Among the records below, how many lines contain the word "from"? The answer is a single number.

(Data begins)

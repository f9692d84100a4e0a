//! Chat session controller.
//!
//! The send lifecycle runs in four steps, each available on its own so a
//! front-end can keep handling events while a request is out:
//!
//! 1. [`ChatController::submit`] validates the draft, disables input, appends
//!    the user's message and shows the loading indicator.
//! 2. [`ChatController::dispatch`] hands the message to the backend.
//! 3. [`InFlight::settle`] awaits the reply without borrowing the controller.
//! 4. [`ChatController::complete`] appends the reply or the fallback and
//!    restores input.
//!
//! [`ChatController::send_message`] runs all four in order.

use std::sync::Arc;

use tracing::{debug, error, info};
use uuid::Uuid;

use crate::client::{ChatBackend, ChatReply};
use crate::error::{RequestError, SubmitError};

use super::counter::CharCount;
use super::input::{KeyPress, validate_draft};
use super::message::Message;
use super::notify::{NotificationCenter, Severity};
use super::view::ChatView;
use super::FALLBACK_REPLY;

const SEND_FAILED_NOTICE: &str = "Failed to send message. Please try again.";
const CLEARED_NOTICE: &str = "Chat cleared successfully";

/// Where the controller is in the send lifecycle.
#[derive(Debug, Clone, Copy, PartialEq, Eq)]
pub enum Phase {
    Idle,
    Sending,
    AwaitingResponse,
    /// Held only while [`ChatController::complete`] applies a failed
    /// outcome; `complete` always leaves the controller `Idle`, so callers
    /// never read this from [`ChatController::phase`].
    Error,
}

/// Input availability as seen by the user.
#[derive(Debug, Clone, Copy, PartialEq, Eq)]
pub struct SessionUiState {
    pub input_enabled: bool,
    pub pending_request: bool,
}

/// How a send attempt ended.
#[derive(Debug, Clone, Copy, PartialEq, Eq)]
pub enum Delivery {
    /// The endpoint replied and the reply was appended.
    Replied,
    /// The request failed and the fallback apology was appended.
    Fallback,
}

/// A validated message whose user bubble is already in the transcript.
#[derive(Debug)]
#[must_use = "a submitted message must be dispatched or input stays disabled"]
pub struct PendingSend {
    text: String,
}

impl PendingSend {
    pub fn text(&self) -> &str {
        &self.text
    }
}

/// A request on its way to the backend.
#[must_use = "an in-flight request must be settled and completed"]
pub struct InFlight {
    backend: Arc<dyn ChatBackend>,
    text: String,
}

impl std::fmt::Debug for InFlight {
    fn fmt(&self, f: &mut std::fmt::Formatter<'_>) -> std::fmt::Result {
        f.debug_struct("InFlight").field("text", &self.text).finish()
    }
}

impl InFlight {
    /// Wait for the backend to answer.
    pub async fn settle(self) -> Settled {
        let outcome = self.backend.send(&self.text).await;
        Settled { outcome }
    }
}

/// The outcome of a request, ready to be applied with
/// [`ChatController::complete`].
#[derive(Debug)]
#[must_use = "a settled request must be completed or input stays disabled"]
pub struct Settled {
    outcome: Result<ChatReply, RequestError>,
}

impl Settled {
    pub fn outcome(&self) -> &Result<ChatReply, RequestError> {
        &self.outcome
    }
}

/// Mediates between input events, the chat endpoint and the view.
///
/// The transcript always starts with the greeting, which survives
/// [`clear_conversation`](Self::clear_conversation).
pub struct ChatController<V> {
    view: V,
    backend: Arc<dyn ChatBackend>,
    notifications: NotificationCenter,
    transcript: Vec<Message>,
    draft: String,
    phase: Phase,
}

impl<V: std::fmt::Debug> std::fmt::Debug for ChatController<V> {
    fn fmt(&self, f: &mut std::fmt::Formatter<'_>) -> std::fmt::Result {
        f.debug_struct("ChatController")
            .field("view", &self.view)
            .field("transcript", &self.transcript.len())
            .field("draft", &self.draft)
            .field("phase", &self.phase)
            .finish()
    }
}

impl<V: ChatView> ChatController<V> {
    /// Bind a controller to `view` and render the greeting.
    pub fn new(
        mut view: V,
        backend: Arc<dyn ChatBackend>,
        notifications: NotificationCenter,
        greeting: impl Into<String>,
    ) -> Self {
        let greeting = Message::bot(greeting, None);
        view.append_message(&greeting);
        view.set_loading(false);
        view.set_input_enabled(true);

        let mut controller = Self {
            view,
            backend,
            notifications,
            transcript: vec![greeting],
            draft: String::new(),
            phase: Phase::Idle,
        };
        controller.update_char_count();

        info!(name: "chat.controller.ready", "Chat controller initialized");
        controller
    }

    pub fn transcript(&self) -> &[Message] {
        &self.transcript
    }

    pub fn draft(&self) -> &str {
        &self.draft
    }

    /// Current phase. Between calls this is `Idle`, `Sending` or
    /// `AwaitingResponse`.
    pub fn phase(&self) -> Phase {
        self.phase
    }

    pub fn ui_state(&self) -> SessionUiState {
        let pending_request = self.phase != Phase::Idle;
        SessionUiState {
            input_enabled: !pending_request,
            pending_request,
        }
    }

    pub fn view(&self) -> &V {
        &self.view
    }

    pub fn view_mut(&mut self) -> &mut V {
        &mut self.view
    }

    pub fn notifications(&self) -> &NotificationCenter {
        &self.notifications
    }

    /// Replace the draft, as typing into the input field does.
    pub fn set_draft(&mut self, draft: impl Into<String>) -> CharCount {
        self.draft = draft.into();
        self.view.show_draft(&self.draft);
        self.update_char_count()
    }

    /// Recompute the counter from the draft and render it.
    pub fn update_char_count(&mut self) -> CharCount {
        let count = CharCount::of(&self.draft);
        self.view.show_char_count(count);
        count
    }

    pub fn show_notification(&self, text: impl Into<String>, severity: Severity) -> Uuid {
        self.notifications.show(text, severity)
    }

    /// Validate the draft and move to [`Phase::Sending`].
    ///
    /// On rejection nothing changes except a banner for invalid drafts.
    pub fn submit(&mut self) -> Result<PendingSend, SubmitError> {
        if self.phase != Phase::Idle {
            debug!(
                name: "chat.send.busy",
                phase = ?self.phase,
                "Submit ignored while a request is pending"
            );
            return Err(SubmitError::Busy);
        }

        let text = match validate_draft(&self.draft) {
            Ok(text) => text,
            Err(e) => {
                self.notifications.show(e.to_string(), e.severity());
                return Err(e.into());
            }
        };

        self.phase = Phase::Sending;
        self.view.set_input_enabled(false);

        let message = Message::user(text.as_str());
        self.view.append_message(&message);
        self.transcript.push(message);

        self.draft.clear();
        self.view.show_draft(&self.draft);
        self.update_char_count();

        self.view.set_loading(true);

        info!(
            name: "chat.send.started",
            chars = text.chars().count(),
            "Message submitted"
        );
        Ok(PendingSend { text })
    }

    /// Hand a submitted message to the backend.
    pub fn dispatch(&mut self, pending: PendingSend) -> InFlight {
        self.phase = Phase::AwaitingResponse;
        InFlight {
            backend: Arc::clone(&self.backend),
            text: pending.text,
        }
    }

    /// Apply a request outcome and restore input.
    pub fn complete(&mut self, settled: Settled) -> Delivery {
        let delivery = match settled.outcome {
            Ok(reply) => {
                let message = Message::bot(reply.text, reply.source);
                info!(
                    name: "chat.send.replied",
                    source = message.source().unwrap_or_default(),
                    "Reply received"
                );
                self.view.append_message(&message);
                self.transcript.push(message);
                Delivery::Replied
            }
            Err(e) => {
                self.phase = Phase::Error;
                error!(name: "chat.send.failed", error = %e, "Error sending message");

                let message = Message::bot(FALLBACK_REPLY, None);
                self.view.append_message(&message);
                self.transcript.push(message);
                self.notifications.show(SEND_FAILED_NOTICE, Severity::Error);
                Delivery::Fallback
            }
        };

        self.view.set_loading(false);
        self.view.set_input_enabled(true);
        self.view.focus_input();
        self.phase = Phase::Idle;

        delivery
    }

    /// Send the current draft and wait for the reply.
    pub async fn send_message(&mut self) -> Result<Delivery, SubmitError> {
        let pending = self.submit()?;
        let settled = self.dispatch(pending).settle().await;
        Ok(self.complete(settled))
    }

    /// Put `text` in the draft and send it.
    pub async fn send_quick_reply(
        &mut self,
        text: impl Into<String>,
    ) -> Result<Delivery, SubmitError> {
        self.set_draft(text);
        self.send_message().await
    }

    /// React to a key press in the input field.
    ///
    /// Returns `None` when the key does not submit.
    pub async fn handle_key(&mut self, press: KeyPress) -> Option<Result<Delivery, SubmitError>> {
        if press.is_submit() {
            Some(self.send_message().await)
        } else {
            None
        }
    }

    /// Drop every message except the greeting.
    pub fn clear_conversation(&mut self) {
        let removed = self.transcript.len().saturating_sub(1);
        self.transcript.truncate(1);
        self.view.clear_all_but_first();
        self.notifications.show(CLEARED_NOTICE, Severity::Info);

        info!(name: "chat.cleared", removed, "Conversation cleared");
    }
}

(Data ends)

▶ **Answer below**
2